Pertanyaan untuk kita di PLN Banten Utara adalah "Mampu
kah kita untuk konsisten seperti Didi Kempot dalam berkarya?", ingat 30
tahun dengan pilihan lagu melow patah hati, dan menggunakan bahasa Jawa.
Juga pertanyaan yang ini: "mampu kah kita mengajak konsumen-konsumen kita merasakan pengalaman berkesan bersama PLN Banten Utara, seperti Didi Kempot dengan lirik lagu dan senggakan cendol dawet dalam konser nya itu?".

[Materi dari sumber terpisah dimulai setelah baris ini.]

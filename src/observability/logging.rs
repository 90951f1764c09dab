//! Structured logging.
//!
//! # Responsibilities
//! - Initialize the tracing subscriber
//! - Respect `RUST_LOG` when set, the configured level otherwise
//!
//! # Design Decisions
//! - Uses the tracing crate for structured logging
//! - Log level configurable via config and environment

use tracing_subscriber::{layer::SubscriberExt, util::SubscriberInitExt, EnvFilter};

/// Initialize the global tracing subscriber. The environment wins over the
/// configured level so operators can turn verbosity up without a config
/// change.
pub fn init_logging(configured_level: &str) {
    let filter = EnvFilter::try_from_default_env().unwrap_or_else(|_| {
        EnvFilter::new(format!("share_edge={configured_level},tower_http=warn"))
    });

    tracing_subscriber::registry()
        .with(filter)
        .with(tracing_subscriber::fmt::layer())
        .init();
}
//! Shared utilities for integration testing.

use std::future::Future;
use std::net::SocketAddr;
use std::sync::Arc;

use tokio::io::{AsyncReadExt, AsyncWriteExt};
use tokio::net::TcpListener;

use share_edge::config::EdgeConfig;
use share_edge::http::HttpServer;

/// Start a programmable mock backend on an ephemeral port. The handler
/// receives the request path and returns `(status, content_type, body)`.
pub async fn start_mock_server<F, Fut>(f: F) -> SocketAddr
where
    F: Fn(String) -> Fut + Send + Sync + 'static,
    Fut: Future<Output = (u16, &'static str, String)> + Send + 'static,
{
    let listener = TcpListener::bind("127.0.0.1:0").await.unwrap();
    let addr = listener.local_addr().unwrap();
    let f = Arc::new(f);

    tokio::spawn(async move {
        loop {
            match listener.accept().await {
                Ok((mut socket, _)) => {
                    let f = f.clone();
                    tokio::spawn(async move {
                        let mut buf = vec![0u8; 8192];
                        let n = socket.read(&mut buf).await.unwrap_or(0);
                        let head = String::from_utf8_lossy(&buf[..n]).to_string();
                        let path = head
                            .lines()
                            .next()
                            .and_then(|line| line.split_whitespace().nth(1))
                            .unwrap_or("/")
                            .to_string();

                        let (status, content_type, body) = f(path).await;
                        let status_text = match status {
                            200 => "200 OK",
                            404 => "404 Not Found",
                            500 => "500 Internal Server Error",
                            502 => "502 Bad Gateway",
                            503 => "503 Service Unavailable",
                            _ => "200 OK",
                        };

                        let response = format!(
                            "HTTP/1.1 {}\r\nContent-Type: {}\r\nContent-Length: {}\r\nConnection: close\r\n\r\n{}",
                            status_text,
                            content_type,
                            body.len(),
                            body
                        );
                        let _ = socket.write_all(response.as_bytes()).await;
                        let _ = socket.shutdown().await;
                    });
                }
                Err(_) => break,
            }
        }
    });

    addr
}

/// Start the edge service on an ephemeral port with the given config.
pub async fn start_edge(config: EdgeConfig) -> SocketAddr {
    let listener = TcpListener::bind("127.0.0.1:0").await.unwrap();
    let addr = listener.local_addr().unwrap();

    let server = HttpServer::new(config).unwrap();
    tokio::spawn(async move {
        let _ = server.run(listener).await;
    });

    addr
}

/// A client that will not pick up proxy settings from the environment.
pub fn http_client() -> reqwest::Client {
    reqwest::Client::builder()
        .no_proxy()
        .build()
        .unwrap()
}
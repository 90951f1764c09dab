//! share-edge entry point.
//!
//! # Architecture Overview
//!
//! ```text
//!                      ┌──────────────────────────────────────────────┐
//!                      │                 SHARE-EDGE                   │
//!                      │                                              │
//!   Page Request       │  ┌────────┐   ┌─────────┐   ┌────────────┐  │
//!   ───────────────────┼─▶│  http  │──▶│ routing │──▶│   social   │  │
//!                      │  │ server │   │ parser  │   │ dispatch   │  │
//!   /social-image      │  └────────┘   └─────────┘   └─────┬──────┘  │
//!   ───────────────────┼──────▲                            │         │
//!                      │      │                            ▼         │
//!                      │      │                      ┌───────────┐   │     ┌──────────┐
//!                      │      │                      │    api    │───┼────▶│ REST API │
//!                      │      │                      │  client   │   │     └──────────┘
//!                      │      │                      └───────────┘   │
//!                      │      │        ┌────────────────────────┐    │     ┌──────────┐
//!                      │      └────────│  head template / svg   │    │     │SPA origin│
//!                      │               └────────────────────────┘    │◀───▶└──────────┘
//!                      │                                              │
//!                      │  Cross-cutting: config, observability        │
//!                      └──────────────────────────────────────────────┘
//! ```

use std::path::PathBuf;

use clap::Parser;
use tokio::net::TcpListener;

use share_edge::config::{load_config, EdgeConfig};
use share_edge::http::HttpServer;
use share_edge::observability::{logging, metrics};

#[derive(Parser)]
#[command(name = "share-edge")]
#[command(about = "Social-preview edge service", long_about = None)]
struct Cli {
    /// Path to a TOML config file; defaults apply when omitted.
    #[arg(short, long)]
    config: Option<PathBuf>,

    /// Override the configured bind address.
    #[arg(long)]
    bind: Option<String>,
}

#[tokio::main]
async fn main() -> Result<(), Box<dyn std::error::Error>> {
    let cli = Cli::parse();

    let mut config = match &cli.config {
        Some(path) => load_config(path)?,
        None => EdgeConfig::default(),
    };
    if let Some(bind) = cli.bind {
        config.listener.bind_address = bind;
    }

    logging::init_logging(&config.observability.log_level);

    tracing::info!(
        bind_address = %config.listener.bind_address,
        upstream_origin = %config.upstream.origin,
        api_base_url = %config.api.base_url,
        request_timeout_secs = config.timeouts.request_secs,
        "Configuration loaded"
    );

    let listener = TcpListener::bind(&config.listener.bind_address).await?;
    let local_addr = listener.local_addr()?;

    tracing::info!(
        address = %local_addr,
        "Listening for connections"
    );

    if config.observability.metrics_enabled {
        if let Ok(addr) = config.observability.metrics_address.parse() {
            metrics::init_metrics(addr);
        } else {
            tracing::error!(
                metrics_address = %config.observability.metrics_address,
                "Failed to parse metrics address"
            );
        }
    }

    let server = HttpServer::new(config)?;
    server.run(listener).await?;

    tracing::info!("Shutdown complete");
    Ok(())
}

Mari kita bersama menemukan "senggakan cendol dawet" ala PLN Banten Utara, mumpung growth penjualan kita sedang minus. Minus itu memang menyesakkan dada, tapi memberi peluang kepada kita untuk menemukan "senggakan-senggakan cendol dawet" itu.
Yang paling penting : jangan lupa untuk bahagia, tapi dengan menegakkan Integritas.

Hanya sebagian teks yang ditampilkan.